About this exercise -> Only one stretch of the records below is wanted: the lines from the one holding "pub(crate) fn parse(source: &str)" through the one holding "let found = self.peek_op(op);". Return it exactly, both ends included.
------------------------
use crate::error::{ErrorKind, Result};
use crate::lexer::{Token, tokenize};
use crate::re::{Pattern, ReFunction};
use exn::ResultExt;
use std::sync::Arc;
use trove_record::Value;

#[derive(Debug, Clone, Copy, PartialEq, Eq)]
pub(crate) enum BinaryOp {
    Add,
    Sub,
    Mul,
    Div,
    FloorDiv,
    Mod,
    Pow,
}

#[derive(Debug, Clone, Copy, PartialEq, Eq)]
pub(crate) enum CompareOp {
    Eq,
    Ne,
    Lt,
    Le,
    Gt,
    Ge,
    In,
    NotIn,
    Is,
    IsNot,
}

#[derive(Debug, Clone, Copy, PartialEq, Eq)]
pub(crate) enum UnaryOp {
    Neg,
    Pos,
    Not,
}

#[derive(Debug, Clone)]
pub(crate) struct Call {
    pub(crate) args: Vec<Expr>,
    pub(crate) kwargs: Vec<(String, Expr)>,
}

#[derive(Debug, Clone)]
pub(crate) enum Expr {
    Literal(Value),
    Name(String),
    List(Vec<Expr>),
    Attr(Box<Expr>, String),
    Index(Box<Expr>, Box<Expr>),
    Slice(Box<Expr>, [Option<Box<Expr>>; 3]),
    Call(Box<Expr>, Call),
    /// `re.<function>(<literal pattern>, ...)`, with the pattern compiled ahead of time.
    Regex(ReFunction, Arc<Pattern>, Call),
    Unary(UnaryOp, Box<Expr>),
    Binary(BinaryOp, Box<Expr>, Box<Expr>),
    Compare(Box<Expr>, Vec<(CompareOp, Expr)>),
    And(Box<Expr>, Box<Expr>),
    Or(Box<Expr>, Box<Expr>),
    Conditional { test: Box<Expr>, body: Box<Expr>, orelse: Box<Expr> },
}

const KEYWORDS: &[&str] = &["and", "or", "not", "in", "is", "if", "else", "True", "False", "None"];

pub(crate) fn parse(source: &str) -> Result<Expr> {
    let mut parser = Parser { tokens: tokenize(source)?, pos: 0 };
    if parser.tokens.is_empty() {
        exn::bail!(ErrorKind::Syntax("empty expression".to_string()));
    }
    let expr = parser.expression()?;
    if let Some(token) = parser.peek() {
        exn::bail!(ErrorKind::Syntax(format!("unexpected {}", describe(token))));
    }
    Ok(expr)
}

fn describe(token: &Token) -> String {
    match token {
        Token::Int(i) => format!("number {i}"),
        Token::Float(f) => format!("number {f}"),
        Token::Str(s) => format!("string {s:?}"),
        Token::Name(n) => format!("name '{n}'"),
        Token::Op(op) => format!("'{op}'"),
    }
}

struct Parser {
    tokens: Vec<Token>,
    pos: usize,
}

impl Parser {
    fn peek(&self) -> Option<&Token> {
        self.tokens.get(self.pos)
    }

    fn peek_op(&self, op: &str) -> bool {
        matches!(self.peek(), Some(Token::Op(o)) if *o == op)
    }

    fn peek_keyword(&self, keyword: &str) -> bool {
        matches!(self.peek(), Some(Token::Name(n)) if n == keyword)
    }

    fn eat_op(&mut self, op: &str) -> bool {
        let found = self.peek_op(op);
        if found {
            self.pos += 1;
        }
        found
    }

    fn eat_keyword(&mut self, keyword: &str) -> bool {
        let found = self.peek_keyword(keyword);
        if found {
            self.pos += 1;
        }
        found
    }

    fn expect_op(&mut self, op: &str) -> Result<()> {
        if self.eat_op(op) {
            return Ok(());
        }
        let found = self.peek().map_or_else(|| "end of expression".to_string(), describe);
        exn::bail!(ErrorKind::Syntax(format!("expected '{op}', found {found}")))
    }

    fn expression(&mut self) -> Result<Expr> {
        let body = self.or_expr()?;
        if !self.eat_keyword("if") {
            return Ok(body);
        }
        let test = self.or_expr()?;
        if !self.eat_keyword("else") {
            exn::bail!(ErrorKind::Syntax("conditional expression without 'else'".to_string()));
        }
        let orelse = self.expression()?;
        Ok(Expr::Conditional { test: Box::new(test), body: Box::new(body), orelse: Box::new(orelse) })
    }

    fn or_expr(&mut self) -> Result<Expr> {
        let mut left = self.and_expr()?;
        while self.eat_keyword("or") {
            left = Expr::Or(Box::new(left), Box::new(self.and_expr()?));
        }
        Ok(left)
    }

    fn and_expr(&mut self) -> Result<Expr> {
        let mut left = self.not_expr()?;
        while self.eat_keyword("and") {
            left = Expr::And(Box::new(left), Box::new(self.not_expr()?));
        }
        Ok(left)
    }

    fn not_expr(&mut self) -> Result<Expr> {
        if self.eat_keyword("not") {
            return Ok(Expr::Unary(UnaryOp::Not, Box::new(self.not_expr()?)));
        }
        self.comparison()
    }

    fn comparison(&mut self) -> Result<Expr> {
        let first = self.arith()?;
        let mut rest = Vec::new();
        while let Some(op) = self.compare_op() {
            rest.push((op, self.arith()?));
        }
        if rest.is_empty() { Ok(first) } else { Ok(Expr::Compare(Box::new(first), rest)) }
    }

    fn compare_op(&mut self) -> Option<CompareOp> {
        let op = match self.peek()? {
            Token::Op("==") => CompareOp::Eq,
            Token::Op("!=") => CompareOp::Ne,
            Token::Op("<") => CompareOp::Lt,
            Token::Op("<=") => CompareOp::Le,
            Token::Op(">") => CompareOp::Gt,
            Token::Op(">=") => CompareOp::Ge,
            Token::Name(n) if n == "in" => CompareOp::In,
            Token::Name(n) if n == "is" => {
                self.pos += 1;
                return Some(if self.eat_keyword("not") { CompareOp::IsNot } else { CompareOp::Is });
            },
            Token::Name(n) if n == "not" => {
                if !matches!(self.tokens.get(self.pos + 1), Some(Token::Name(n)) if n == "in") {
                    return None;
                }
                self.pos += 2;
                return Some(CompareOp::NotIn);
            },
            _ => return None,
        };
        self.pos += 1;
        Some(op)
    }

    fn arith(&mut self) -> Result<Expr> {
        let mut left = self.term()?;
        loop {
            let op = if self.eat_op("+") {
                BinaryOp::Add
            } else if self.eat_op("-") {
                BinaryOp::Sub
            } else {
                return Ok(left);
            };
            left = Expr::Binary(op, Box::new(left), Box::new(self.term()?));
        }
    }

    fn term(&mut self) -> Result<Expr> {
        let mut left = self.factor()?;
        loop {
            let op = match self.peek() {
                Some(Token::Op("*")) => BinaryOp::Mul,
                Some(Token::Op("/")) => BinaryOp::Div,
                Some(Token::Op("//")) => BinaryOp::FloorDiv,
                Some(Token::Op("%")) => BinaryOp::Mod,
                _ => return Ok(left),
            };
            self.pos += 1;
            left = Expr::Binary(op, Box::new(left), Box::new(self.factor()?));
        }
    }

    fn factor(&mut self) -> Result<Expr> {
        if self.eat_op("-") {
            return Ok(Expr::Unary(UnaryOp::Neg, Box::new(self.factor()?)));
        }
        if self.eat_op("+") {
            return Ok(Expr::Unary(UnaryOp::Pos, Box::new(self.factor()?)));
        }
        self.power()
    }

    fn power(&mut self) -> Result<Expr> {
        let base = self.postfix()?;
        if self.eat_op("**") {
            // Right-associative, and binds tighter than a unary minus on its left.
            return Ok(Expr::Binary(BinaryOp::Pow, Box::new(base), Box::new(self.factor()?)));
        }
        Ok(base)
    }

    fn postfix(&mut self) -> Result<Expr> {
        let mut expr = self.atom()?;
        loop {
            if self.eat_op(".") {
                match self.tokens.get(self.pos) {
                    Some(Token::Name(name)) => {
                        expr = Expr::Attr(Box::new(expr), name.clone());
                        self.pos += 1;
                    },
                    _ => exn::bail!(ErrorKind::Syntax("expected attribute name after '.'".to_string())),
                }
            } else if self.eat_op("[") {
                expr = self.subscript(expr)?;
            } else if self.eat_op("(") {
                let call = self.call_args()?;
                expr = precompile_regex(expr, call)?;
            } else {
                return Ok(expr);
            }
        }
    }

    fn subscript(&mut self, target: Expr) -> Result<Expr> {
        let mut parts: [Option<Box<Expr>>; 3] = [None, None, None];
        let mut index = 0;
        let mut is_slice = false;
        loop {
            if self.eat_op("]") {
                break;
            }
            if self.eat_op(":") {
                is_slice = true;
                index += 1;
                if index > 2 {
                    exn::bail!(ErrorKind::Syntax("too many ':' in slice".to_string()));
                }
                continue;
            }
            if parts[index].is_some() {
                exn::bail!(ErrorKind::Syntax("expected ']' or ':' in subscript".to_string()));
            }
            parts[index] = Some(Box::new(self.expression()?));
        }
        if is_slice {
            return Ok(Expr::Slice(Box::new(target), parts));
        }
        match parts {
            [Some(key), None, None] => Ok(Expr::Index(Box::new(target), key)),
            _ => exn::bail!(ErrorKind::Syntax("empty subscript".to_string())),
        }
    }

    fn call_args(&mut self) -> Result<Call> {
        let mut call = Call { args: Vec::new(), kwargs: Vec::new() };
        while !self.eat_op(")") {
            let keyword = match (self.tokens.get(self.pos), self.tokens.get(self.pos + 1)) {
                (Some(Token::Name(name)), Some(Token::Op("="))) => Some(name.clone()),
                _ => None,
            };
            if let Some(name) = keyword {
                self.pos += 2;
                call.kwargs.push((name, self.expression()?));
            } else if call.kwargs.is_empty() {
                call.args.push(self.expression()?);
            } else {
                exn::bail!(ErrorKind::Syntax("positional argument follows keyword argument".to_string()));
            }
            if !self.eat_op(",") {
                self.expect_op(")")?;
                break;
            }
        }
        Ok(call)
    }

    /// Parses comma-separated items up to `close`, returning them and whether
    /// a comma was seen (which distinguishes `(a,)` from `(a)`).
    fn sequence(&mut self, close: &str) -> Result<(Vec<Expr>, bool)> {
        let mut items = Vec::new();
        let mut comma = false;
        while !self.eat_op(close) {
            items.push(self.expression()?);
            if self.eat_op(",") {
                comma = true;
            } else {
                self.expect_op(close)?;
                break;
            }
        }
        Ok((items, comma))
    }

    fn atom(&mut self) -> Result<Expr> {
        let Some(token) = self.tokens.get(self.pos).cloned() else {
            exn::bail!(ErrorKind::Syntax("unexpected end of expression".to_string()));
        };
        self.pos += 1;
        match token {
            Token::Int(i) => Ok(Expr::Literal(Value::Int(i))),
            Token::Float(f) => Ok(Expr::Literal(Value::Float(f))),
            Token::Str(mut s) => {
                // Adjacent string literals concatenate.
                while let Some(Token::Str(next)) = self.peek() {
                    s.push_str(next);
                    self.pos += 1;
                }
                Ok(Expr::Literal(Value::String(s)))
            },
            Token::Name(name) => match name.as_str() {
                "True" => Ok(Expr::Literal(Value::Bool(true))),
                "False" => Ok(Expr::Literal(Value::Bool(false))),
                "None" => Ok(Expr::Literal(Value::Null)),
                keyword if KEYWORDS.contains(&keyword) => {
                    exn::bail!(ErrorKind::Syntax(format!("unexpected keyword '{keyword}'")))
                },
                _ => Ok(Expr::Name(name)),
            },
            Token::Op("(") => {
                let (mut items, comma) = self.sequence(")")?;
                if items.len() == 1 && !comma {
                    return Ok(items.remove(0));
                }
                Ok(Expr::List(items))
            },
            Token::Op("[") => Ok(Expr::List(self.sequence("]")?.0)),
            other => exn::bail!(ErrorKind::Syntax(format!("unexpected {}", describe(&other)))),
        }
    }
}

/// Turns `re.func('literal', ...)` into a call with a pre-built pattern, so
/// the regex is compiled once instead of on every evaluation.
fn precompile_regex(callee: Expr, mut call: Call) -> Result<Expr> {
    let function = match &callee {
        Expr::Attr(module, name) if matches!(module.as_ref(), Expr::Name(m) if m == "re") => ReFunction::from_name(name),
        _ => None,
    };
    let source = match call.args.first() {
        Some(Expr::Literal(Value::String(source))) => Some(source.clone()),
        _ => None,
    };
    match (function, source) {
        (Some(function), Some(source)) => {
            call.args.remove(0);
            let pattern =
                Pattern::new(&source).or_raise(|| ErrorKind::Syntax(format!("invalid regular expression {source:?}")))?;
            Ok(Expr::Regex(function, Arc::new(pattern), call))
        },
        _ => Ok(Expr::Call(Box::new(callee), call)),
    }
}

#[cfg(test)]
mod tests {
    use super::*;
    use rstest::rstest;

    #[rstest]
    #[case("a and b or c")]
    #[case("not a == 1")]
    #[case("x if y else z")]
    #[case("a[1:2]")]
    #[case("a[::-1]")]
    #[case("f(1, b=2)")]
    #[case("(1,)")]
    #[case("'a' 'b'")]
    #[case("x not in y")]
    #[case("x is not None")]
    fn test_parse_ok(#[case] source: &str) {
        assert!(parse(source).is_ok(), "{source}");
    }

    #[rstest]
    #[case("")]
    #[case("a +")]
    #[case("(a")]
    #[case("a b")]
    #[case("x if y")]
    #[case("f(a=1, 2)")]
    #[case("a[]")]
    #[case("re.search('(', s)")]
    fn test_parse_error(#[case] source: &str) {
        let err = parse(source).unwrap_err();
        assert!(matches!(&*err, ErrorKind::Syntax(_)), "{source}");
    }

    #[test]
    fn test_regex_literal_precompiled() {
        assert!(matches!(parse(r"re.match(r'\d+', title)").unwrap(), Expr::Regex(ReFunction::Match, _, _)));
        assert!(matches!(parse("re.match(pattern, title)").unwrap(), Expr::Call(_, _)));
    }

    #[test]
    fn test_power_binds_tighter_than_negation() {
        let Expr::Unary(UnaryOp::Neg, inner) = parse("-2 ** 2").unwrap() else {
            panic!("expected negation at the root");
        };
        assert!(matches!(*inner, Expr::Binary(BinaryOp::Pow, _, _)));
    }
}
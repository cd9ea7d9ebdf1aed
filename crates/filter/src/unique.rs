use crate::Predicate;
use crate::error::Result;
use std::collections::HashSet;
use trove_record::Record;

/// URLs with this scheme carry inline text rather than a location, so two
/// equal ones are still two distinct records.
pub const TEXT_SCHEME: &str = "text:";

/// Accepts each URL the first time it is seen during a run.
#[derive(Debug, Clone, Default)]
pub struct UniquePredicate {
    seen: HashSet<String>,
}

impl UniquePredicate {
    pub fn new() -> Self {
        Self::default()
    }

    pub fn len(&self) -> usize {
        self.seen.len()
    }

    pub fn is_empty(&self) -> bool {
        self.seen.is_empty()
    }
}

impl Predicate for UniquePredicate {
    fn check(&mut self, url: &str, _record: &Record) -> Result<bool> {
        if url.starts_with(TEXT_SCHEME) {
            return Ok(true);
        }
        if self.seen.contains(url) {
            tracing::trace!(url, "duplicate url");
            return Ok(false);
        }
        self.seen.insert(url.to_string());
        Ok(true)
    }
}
------------------------
Response box ->
pub(crate) fn parse(source: &str) -> Result<Expr> {
    let mut parser = Parser { tokens: tokenize(source)?, pos: 0 };
    if parser.tokens.is_empty() {
        exn::bail!(ErrorKind::Syntax("empty expression".to_string()));
    }
    let expr = parser.expression()?;
    if let Some(token) = parser.peek() {
        exn::bail!(ErrorKind::Syntax(format!("unexpected {}", describe(token))));
    }
    Ok(expr)
}

fn describe(token: &Token) -> String {
    match token {
        Token::Int(i) => format!("number {i}"),
        Token::Float(f) => format!("number {f}"),
        Token::Str(s) => format!("string {s:?}"),
        Token::Name(n) => format!("name '{n}'"),
        Token::Op(op) => format!("'{op}'"),
    }
}

struct Parser {
    tokens: Vec<Token>,
    pos: usize,
}

impl Parser {
    fn peek(&self) -> Option<&Token> {
        self.tokens.get(self.pos)
    }

    fn peek_op(&self, op: &str) -> bool {
        matches!(self.peek(), Some(Token::Op(o)) if *o == op)
    }

    fn peek_keyword(&self, keyword: &str) -> bool {
        matches!(self.peek(), Some(Token::Name(n)) if n == keyword)
    }

    fn eat_op(&mut self, op: &str) -> bool {
        let found = self.peek_op(op);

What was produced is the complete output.